We also had black squid, which was OK but not spectacular. The chicken Masalan (sp?) was quite good. The chicken and a couple of the side dishes served onto the banana leaf were about two notches spicier than what I have had in Indian restaurants in the states. Like many of the restaurants in Singapore, the food was served on a banana leaf. silverware was available, though Indians don't usually use it.

In such a multicultural environment the people seem to have a very casual approach to what eating utensils that they use. As often as not, especially at a food court, a table will have american silverware, chopsticks and oriental ceramic spoons. My chinese coworkers often chastise me for using chopsticks, even when they wouldn't.

One thing that peeves me about Singapore is that napkins are only supplied in more expesive restaurants and bathrooms rarely have paper towels, but instead have those godforsaken blowers. That don't dry your hands worth diddly. You can't wipe your hands at the table, and can't dry them off when you wash up in the bathroom afterwards.

You have probably noticed that a lot of this travelogue is about the food in Singapore. You might come to the conclusion that there isn't anything to do here but eat. You would nearly be right, but there is also shopping. It's been rather warm and muggy, and also overcast. While I was out at lunch today, the sun came out briefly and it quickly became downright hot. I quickly gained appreciation of the local aversion to outdoor activities, during the day anyways.

I'm sure that a lot of the apparent lack of anything to do, comes from my not being part of the local social network. Back home, there is a large degree of overlap between many social groups, so that once you become involved in one, you can quickly find out about others. Today, I decided to try using the net and asked about swing dancing locally. If I'm lucky the lead about there being classes at the local "Y" will pan out.

It has been confirmed that I will be coming back here for six months. Probably in the middle of January. While I am very excited over the opportunity to have enough time to more fully explore South East Asia, I must confess to occasional pangs of anxiety. While I expect that I will be making a few trips home during my stay the realization that I'll be spending most of the next half year, halfway around the world from my home, family and friends can be a little scary.

I've also been learning a lot about Linux. While I've been using it at home for over four years, and Xenix for about four before that, I never really got very deep into the system. Most of the CPU cycles on my home computers were spent on things like email, netnews and the web. After spending all day at work programming, and then trying to have some sort of a social life, I didn't really have a lot of my own CPU cycles to play with, as opposed to on, my own computers.

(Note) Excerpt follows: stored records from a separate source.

use crate::models::{AssistantTone, Preferences, Theme, Tone};
use crate::state::AppState;

pub async fn get_preferences(state: &AppState) -> Result<Preferences, String> {
    Ok(state.preferences.get())
}

pub async fn set_tone(state: &AppState, tone: String) -> Result<Preferences, String> {
    let tone = Tone::parse(&tone).ok_or_else(|| format!("unknown tone `{}` (calm, balanced, direct)", tone))?;
    state.preferences.set_tone(tone).map_err(|e| e.to_string())
}

pub async fn set_assistant_tone(state: &AppState, tone: String) -> Result<Preferences, String> {
    let tone = AssistantTone::parse(&tone)
        .ok_or_else(|| format!("unknown assistant tone `{}` (calmo, direto, rigido)", tone))?;
    state.preferences.set_assistant_tone(tone).map_err(|e| e.to_string())
}

pub async fn set_theme(state: &AppState, theme: String) -> Result<Preferences, String> {
    let theme = Theme::parse(&theme).ok_or_else(|| format!("unknown theme `{}` (light, dark)", theme))?;
    state.preferences.set_theme(theme).map_err(|e| e.to_string())
}

pub async fn toggle_theme(state: &AppState) -> Result<Preferences, String> {
    state.preferences.toggle_theme().map_err(|e| e.to_string())
}
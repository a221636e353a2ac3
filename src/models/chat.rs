use serde::{Deserialize, Serialize};

use crate::models::Priority;

/// Payload sent alongside each user message.
#[derive(Debug, Clone, Default, Serialize, Deserialize, PartialEq)]
pub struct ChatContext {
    pub routines: Vec<String>,
    pub tasks: Vec<ContextTask>,
    pub calendar: Vec<ContextEvent>,
    #[serde(default, skip_serializing_if = "Option::is_none")]
    pub tone: Option<String>,
}

#[derive(Debug, Clone, Serialize, Deserialize, PartialEq)]
pub struct ContextTask {
    pub id: i64,
    pub title: String,
    pub priority: Option<Priority>,
}

#[derive(Debug, Clone, Serialize, Deserialize, PartialEq)]
pub struct ContextEvent {
    pub id: i64,
    pub title: String,
    pub time: Option<String>,
}

#[derive(Debug, Clone, Serialize)]
pub struct AssistantRequest<'a> {
    pub message: &'a str,
    #[serde(skip_serializing_if = "Option::is_none")]
    pub context: Option<&'a ChatContext>,
}

#[derive(Debug, Clone, Default, Serialize, Deserialize, PartialEq)]
pub struct SuggestedAction {
    #[serde(rename = "type", default)]
    pub action_type: String,
    #[serde(default)]
    pub label: Option<String>,
    #[serde(default)]
    pub payload: Option<serde_json::Value>,
    #[serde(default)]
    pub description: Option<String>,
}

#[derive(Debug, Clone, Serialize, Deserialize, PartialEq)]
pub struct AssistantReply {
    pub reply: String,
    pub action: Option<SuggestedAction>,
}

#[derive(Debug, Clone, Copy, Serialize, Deserialize, PartialEq, Eq)]
#[serde(rename_all = "snake_case")]
pub enum ReplyKind {
    Conversation,
    Suggestion,
    ActionProposal,
}

#[derive(Debug, Clone, Copy, Serialize, Deserialize, PartialEq, Eq)]
#[serde(rename_all = "snake_case")]
pub enum Sender {
    User,
    Lifeos,
}

#[derive(Debug, Clone, Serialize, Deserialize)]
pub struct ChatMessage {
    pub id: String,
    pub sender: Sender,
    pub text: String,
    pub ts: i64,
    #[serde(skip_serializing_if = "Option::is_none")]
    pub kind: Option<ReplyKind>,
}

#[derive(Debug, Clone, Copy, Serialize, Deserialize, PartialEq, Eq)]
#[serde(rename_all = "snake_case")]
pub enum TurnState {
    AwaitingInput,
    Sent,
    ReplyRendered,
    ErrorRendered,
    AwaitingConfirmation,
    ConfirmedWritten,
    Cancelled,
}

#[derive(Debug, Clone, Copy, Serialize, Deserialize, PartialEq, Eq)]
#[serde(rename_all = "snake_case")]
pub enum ConfirmOutcome {
    Written,
    InsufficientText,
    StoreFailed,
    NothingPending,
}
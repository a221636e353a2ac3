pub mod calendar;
pub mod chat;
pub mod dashboard;
pub mod finance;
pub mod habit;
pub mod routine;
pub mod settings;
pub mod storage;
pub mod task;

pub use calendar::*;
pub use chat::*;
pub use dashboard::*;
pub use finance::*;
pub use habit::*;
pub use routine::*;
pub use settings::*;
pub use storage::*;
pub use task::*;
use serde::{Deserialize, Deserializer, Serialize};

/// Tone used for insight and confirmation copy.
#[derive(Debug, Clone, Copy, Serialize, Deserialize, PartialEq, Eq, Default)]
#[serde(rename_all = "snake_case")]
pub enum Tone {
    Calm,
    #[default]
    Balanced,
    Direct,
}

impl Tone {
    pub fn as_str(&self) -> &'static str {
        match self {
            Tone::Calm => "calm",
            Tone::Balanced => "balanced",
            Tone::Direct => "direct",
        }
    }

    pub fn parse(value: &str) -> Option<Tone> {
        match value.trim() {
            "calm" => Some(Tone::Calm),
            "balanced" => Some(Tone::Balanced),
            "direct" => Some(Tone::Direct),
            _ => None,
        }
    }
}

/// Tone forwarded to the assistant from the simplified settings screen.
/// Kept apart from [`Tone`]; the two vocabularies phrase different messages.
#[derive(Debug, Clone, Copy, Serialize, Deserialize, PartialEq, Eq, Default)]
#[serde(rename_all = "snake_case")]
pub enum AssistantTone {
    Calmo,
    #[default]
    Direto,
    Rigido,
}

impl AssistantTone {
    pub fn as_str(&self) -> &'static str {
        match self {
            AssistantTone::Calmo => "calmo",
            AssistantTone::Direto => "direto",
            AssistantTone::Rigido => "rigido",
        }
    }

    pub fn parse(value: &str) -> Option<AssistantTone> {
        match value.trim() {
            "calmo" => Some(AssistantTone::Calmo),
            "direto" => Some(AssistantTone::Direto),
            "rigido" => Some(AssistantTone::Rigido),
            _ => None,
        }
    }
}

#[derive(Debug, Clone, Copy, Serialize, Deserialize, PartialEq, Eq, Default)]
#[serde(rename_all = "snake_case")]
pub enum Theme {
    #[default]
    Light,
    Dark,
}

impl Theme {
    pub fn as_str(&self) -> &'static str {
        match self {
            Theme::Light => "light",
            Theme::Dark => "dark",
        }
    }

    pub fn parse(value: &str) -> Option<Theme> {
        match value.trim() {
            "light" => Some(Theme::Light),
            "dark" => Some(Theme::Dark),
            _ => None,
        }
    }

    pub fn toggled(&self) -> Theme {
        match self {
            Theme::Light => Theme::Dark,
            Theme::Dark => Theme::Light,
        }
    }
}

#[derive(Debug, Clone, Copy, Serialize, Deserialize, PartialEq, Eq, Default)]
#[serde(rename_all = "camelCase")]
pub struct Preferences {
    #[serde(default, deserialize_with = "lenient_tone")]
    pub tone: Tone,
    #[serde(default, deserialize_with = "lenient_assistant_tone")]
    pub assistant_tone: AssistantTone,
    #[serde(default, deserialize_with = "lenient_theme")]
    pub theme: Theme,
}

fn lenient_tone<'de, D: Deserializer<'de>>(d: D) -> Result<Tone, D::Error> {
    let raw = Option::<serde_json::Value>::deserialize(d)?;
    Ok(raw.as_ref().and_then(|v| v.as_str()).and_then(Tone::parse).unwrap_or_default())
}

fn lenient_assistant_tone<'de, D: Deserializer<'de>>(d: D) -> Result<AssistantTone, D::Error> {
    let raw = Option::<serde_json::Value>::deserialize(d)?;
    Ok(raw.as_ref().and_then(|v| v.as_str()).and_then(AssistantTone::parse).unwrap_or_default())
}

fn lenient_theme<'de, D: Deserializer<'de>>(d: D) -> Result<Theme, D::Error> {
    let raw = Option::<serde_json::Value>::deserialize(d)?;
    Ok(raw.as_ref().and_then(|v| v.as_str()).and_then(Theme::parse).unwrap_or_default())
}

#[cfg(test)]
mod tests {
    use super::*;

    #[test]
    fn unknown_values_fall_back_to_defaults() {
        let prefs: Preferences =
            serde_json::from_str(r#"{"tone":"shouty","assistantTone":42,"theme":"neon"}"#)
                .unwrap();
        assert_eq!(prefs, Preferences::default());

        let prefs: Preferences =
            serde_json::from_str(r#"{"tone":"loud","theme":"neon"}"#).unwrap();
        assert_eq!(prefs.tone, Tone::Balanced);
        assert_eq!(prefs.assistant_tone, AssistantTone::Direto);
        assert_eq!(prefs.theme, Theme::Light);
    }

    #[test]
    fn known_values_round_trip() {
        let prefs = Preferences {
            tone: Tone::Direct,
            assistant_tone: AssistantTone::Rigido,
            theme: Theme::Dark,
        };
        let json = serde_json::to_string(&prefs).unwrap();
        assert!(json.contains("\"assistantTone\":\"rigido\""));
        let back: Preferences = serde_json::from_str(&json).unwrap();
        assert_eq!(back, prefs);
    }
}
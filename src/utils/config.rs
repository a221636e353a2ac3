use std::path::PathBuf;
use std::time::Duration;

const ENV_DATA_DIR: &str = "LIFEOS_DATA_DIR";
const ENV_ASSISTANT_URL: &str = "LIFEOS_ASSISTANT_URL";
const ENV_API_TOKEN: &str = "LIFEOS_API_TOKEN";
const ENV_ASSISTANT_TIMEOUT: &str = "LIFEOS_ASSISTANT_TIMEOUT_SECS";

pub const DEFAULT_DATA_DIR: &str = "lifeos-data";
pub const DEFAULT_ASSISTANT_URL: &str = "http://localhost:8000/chat";
pub const DEFAULT_ASSISTANT_TIMEOUT_SECS: u64 = 30;

pub fn load_dotenv() {
    let _ = dotenvy::dotenv();
}

fn env_value(key: &str) -> Option<String> {
    std::env::var(key)
        .ok()
        .map(|v| v.trim().to_string())
        .filter(|v| !v.is_empty())
}

pub fn api_token_from_env() -> Option<String> {
    env_value(ENV_API_TOKEN)
}

pub fn resolve_api_token(explicit_token: Option<&str>) -> Option<String> {
    explicit_token
        .map(str::trim)
        .filter(|t| !t.is_empty())
        .map(str::to_string)
        .or_else(api_token_from_env)
}

pub fn data_dir_from_env() -> PathBuf {
    env_value(ENV_DATA_DIR)
        .map(PathBuf::from)
        .unwrap_or_else(|| PathBuf::from(DEFAULT_DATA_DIR))
}

#[derive(Debug, Clone, PartialEq)]
pub struct AssistantConfig {
    pub endpoint: String,
    pub api_token: Option<String>,
    pub timeout: Duration,
}

impl Default for AssistantConfig {
    fn default() -> Self {
        Self {
            endpoint: DEFAULT_ASSISTANT_URL.to_string(),
            api_token: None,
            timeout: Duration::from_secs(DEFAULT_ASSISTANT_TIMEOUT_SECS),
        }
    }
}

impl AssistantConfig {
    /// Environment values first, built-in defaults for anything unset or unparsable.
    pub fn from_env() -> Self {
        let timeout_secs = env_value(ENV_ASSISTANT_TIMEOUT)
            .and_then(|v| v.parse::<u64>().ok())
            .filter(|secs| *secs > 0)
            .unwrap_or(DEFAULT_ASSISTANT_TIMEOUT_SECS);

        Self {
            endpoint: env_value(ENV_ASSISTANT_URL)
                .unwrap_or_else(|| DEFAULT_ASSISTANT_URL.to_string()),
            api_token: api_token_from_env(),
            timeout: Duration::from_secs(timeout_secs),
        }
    }

    pub fn with_endpoint(mut self, endpoint: impl Into<String>) -> Self {
        self.endpoint = endpoint.into();
        self
    }

    pub fn with_token(mut self, token: Option<&str>) -> Self {
        if let Some(token) = resolve_api_token(token) {
            self.api_token = Some(token);
        }
        self
    }

    pub fn with_timeout(mut self, timeout: Duration) -> Self {
        self.timeout = timeout;
        self
    }
}
use std::sync::OnceLock;

use chrono::{DateTime, Local};
use regex::Regex;

use crate::database::LocalStore;
use crate::error::LifeResult;
use crate::models::{ChatContext, ContextEvent, ContextTask, ReplyKind};
use crate::services::insight_engine::events_on;
use crate::utils::today_bounds_local;

const CONFIRMATION_CUES: [&str; 2] = ["deseja confirmar?", "quer que eu faça isso?"];

struct ReplyPatterns {
    action_verb: Regex,
    target: Regex,
    suggestive: Regex,
    offer_of_help: Regex,
}

fn reply_patterns() -> &'static ReplyPatterns {
    static PATTERNS: OnceLock<ReplyPatterns> = OnceLock::new();
    PATTERNS.get_or_init(|| ReplyPatterns {
        action_verb: Regex::new(r"apagar|excluir|remover|alterar|ajustar|executar|limpar|criar|mover")
            .expect("static pattern"),
        target: Regex::new(r"registros|tarefas|rotina|prioridade|data|hoje").expect("static pattern"),
        suggestive: Regex::new(r"posso|poderia|sugiro|talvez|vamos").expect("static pattern"),
        offer_of_help: Regex::new(r"(posso|poderia) (te |lhe )?ajudar").expect("static pattern"),
    })
}

/// A reply is an action proposal only when it asks for confirmation, names an
/// action and points at something concrete. Otherwise suggestive wording makes
/// it a suggestion, and anything else is conversation. A plain offer of help
/// ("como posso ajudar?") is not suggestive wording.
pub fn classify_reply(reply: &str) -> ReplyKind {
    let text = reply.to_lowercase();
    let patterns = reply_patterns();
    let without_offer = patterns.offer_of_help.replace_all(&text, "");

    let asks_confirmation = CONFIRMATION_CUES.iter().any(|cue| text.contains(cue));
    let has_action_verb = patterns.action_verb.is_match(&text);
    let has_target = patterns.target.is_match(&text);

    if asks_confirmation && has_action_verb && has_target {
        ReplyKind::ActionProposal
    } else if patterns.suggestive.is_match(&without_offer) {
        ReplyKind::Suggestion
    } else {
        ReplyKind::Conversation
    }
}

/// Today's confirmed routines, open tasks and today's events, read in full
/// before anything is sent.
pub fn assemble_context(store: &LocalStore, now: &DateTime<Local>) -> LifeResult<ChatContext> {
    let (today_key, day_start, day_end) = today_bounds_local(now);

    let routines = store
        .list_routines_between(day_start, day_end)?
        .into_iter()
        .filter(|r| r.is_context_eligible())
        .map(|r| r.text)
        .filter(|text| !text.is_empty())
        .collect();

    let tasks = store
        .list_tasks()?
        .into_iter()
        .filter(|t| !t.done)
        .map(|t| ContextTask {
            id: t.id,
            title: t.title,
            priority: t.priority,
        })
        .collect();

    let events = store.list_events()?;
    let calendar = events_on(&events, &today_key)
        .into_iter()
        .map(|e| ContextEvent {
            id: e.id,
            title: e.title.clone(),
            time: e.time.clone(),
        })
        .collect();

    Ok(ChatContext {
        routines,
        tasks,
        calendar,
        tone: None,
    })
}

#[cfg(test)]
mod tests {
    use super::*;
    use crate::models::{CalendarEvent, Priority, RoutineOrigin, RoutineRecord, Task};
    use crate::utils::{date_key, DAY_MS};
    use chrono::TimeZone;

    #[test]
    fn classifies_the_reference_replies() {
        assert_eq!(
            classify_reply("Você quer apagar a tarefa de hoje, deseja confirmar?"),
            ReplyKind::ActionProposal
        );
        assert_eq!(
            classify_reply("Talvez seja bom revisar sua rotina"),
            ReplyKind::Suggestion
        );
        assert_eq!(classify_reply("Oi! Como posso ajudar?"), ReplyKind::Conversation);
    }

    #[test]
    fn confirmation_cue_alone_is_not_enough() {
        // No action verb.
        assert_eq!(
            classify_reply("Anotei suas tarefas de hoje. Deseja confirmar?"),
            ReplyKind::Conversation
        );
        // No target.
        assert_eq!(
            classify_reply("Vou criar isso. Quer que eu faça isso?"),
            ReplyKind::Conversation
        );
        assert_eq!(
            classify_reply("Posso MOVER a reunião para outra DATA. Deseja confirmar?"),
            ReplyKind::ActionProposal
        );
    }

    #[test]
    fn context_keeps_only_todays_eligible_records() {
        let store = LocalStore::open_in_memory().unwrap();
        let now = Local.with_ymd_and_hms(2026, 6, 10, 14, 0, 0).unwrap();
        let (today, start, end) = today_bounds_local(&now);
        let ms = now.timestamp_millis();

        let routine = |id: i64, text: &str, date: i64, origin, confirmed| RoutineRecord {
            id,
            text: text.to_string(),
            date,
            origin,
            confirmed,
        };
        store
            .bulk_insert_routines(&[
                routine(1, "caminhada", start, RoutineOrigin::Manual, None),
                routine(2, "yoga", end, RoutineOrigin::Chat, Some(true)),
                routine(3, "pendente", ms, RoutineOrigin::Chat, None),
                routine(4, "ontem", start - 1, RoutineOrigin::Manual, None),
                routine(5, "amanhã", end + 1, RoutineOrigin::Manual, None),
            ])
            .unwrap();

        let task = |id: i64, title: &str, done: bool, priority| Task {
            id,
            title: title.to_string(),
            done,
            priority,
            created_at: None,
        };
        store
            .bulk_insert_tasks(&[
                task(1, "aberta", false, Some(Priority::Important)),
                task(2, "feita", true, None),
                task(3, "sem prioridade", false, None),
            ])
            .unwrap();

        let next_week = date_key((now + chrono::Duration::milliseconds(7 * DAY_MS)).date_naive());
        let event = |id: i64, title: &str, date: Option<String>, time: Option<&str>| CalendarEvent {
            id,
            title: title.to_string(),
            date,
            time: time.map(str::to_string),
            energy: None,
        };
        store
            .bulk_insert_events(&[
                event(1, "dentista", Some(today.clone()), Some("09:30")),
                event(2, "antigo", None, None),
                event(3, "semana que vem", Some(next_week), None),
            ])
            .unwrap();

        let ctx = assemble_context(&store, &now).unwrap();
        assert_eq!(ctx.routines, vec!["caminhada".to_string(), "yoga".to_string()]);
        assert_eq!(ctx.tasks.iter().map(|t| t.id).collect::<Vec<_>>(), vec![1, 3]);
        assert_eq!(ctx.tasks[0].priority, Some(Priority::Important));
        assert_eq!(ctx.calendar.len(), 2);
        assert_eq!(ctx.calendar[0].time.as_deref(), Some("09:30"));
    }
}
pub mod config;

use std::collections::HashSet;

use chrono::{DateTime, Datelike, Local, NaiveDate, TimeZone, Utc};

pub const HOUR_MS: i64 = 60 * 60 * 1000;
pub const DAY_MS: i64 = 24 * HOUR_MS;

pub fn now_ms() -> i64 {
    Utc::now().timestamp_millis()
}

/// Ids are creation timestamps; bump past any id already taken.
pub fn fresh_id(now_ms: i64, taken: impl IntoIterator<Item = i64>) -> i64 {
    let taken: HashSet<i64> = taken.into_iter().collect();
    let mut id = now_ms;
    while taken.contains(&id) {
        id += 1;
    }
    id
}

pub fn date_key(date: NaiveDate) -> String {
    date.format("%Y-%m-%d").to_string()
}

/// Local calendar day of `now` as `(YYYY-MM-DD, start_ms, end_ms)`, with the
/// end at 23:59:59.999 so the range is inclusive on both sides.
pub fn today_bounds_local(now: &DateTime<Local>) -> (String, i64, i64) {
    let date = now.date_naive();
    let start = date
        .and_hms_opt(0, 0, 0)
        .and_then(|midnight| Local.from_local_datetime(&midnight).earliest())
        .map(|dt| dt.timestamp_millis())
        .unwrap_or_else(|| now.timestamp_millis());
    let end = date
        .and_hms_milli_opt(23, 59, 59, 999)
        .and_then(|last| Local.from_local_datetime(&last).latest())
        .map(|dt| dt.timestamp_millis())
        .unwrap_or(start + DAY_MS - 1);
    (date_key(date), start, end)
}

/// 0 = Sunday .. 6 = Saturday.
pub fn weekday_index(now: &DateTime<Local>) -> u8 {
    now.weekday().num_days_from_sunday() as u8
}

pub fn local_from_ms(ms: i64) -> Option<DateTime<Local>> {
    Local.timestamp_millis_opt(ms).single()
}

pub fn is_valid_date_key(value: &str) -> bool {
    NaiveDate::parse_from_str(value, "%Y-%m-%d").is_ok()
}

pub fn is_valid_time(value: &str) -> bool {
    value.len() == 5 && chrono::NaiveTime::parse_from_str(value, "%H:%M").is_ok()
}

#[cfg(test)]
mod tests {
    use super::*;

    #[test]
    fn fresh_id_skips_taken_values() {
        assert_eq!(fresh_id(100, vec![1, 2]), 100);
        assert_eq!(fresh_id(100, vec![100, 101, 103]), 102);
    }

    #[test]
    fn today_bounds_cover_the_whole_local_day() {
        let now = Local.with_ymd_and_hms(2026, 3, 14, 15, 30, 0).unwrap();
        let (key, start, end) = today_bounds_local(&now);
        assert_eq!(key, "2026-03-14");
        assert!(start <= now.timestamp_millis() && now.timestamp_millis() <= end);
        assert_eq!(local_from_ms(start).unwrap().date_naive(), now.date_naive());
        assert_eq!(local_from_ms(end).unwrap().date_naive(), now.date_naive());
        assert_ne!(local_from_ms(end + 1).unwrap().date_naive(), now.date_naive());
    }

    #[test]
    fn weekday_starts_on_sunday() {
        // 2026-03-15 is a Sunday.
        let sunday = Local.with_ymd_and_hms(2026, 3, 15, 12, 0, 0).unwrap();
        assert_eq!(weekday_index(&sunday), 0);
        let saturday = Local.with_ymd_and_hms(2026, 3, 21, 12, 0, 0).unwrap();
        assert_eq!(weekday_index(&saturday), 6);
    }

    #[test]
    fn validates_date_and_time_formats() {
        assert!(is_valid_date_key("2026-01-31"));
        assert!(!is_valid_date_key("31/01/2026"));
        assert!(is_valid_time("09:05"));
        assert!(!is_valid_time("9:05"));
        assert!(!is_valid_time("25:00"));
    }
}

I've spent the past two weeks feeling like I'm constantly growing. And while this is a good, and an exciting thing, it isn't always comfortable. I'm frequently coming up against barriers, often cultural conditioning, or habits, and literally having to force myself to do take the opportunities that come my way. In some ways, I regret that it took me until I was nearly middle aged to embark on such an adventure, but I'm very glad that when the opportunity came about, I took it.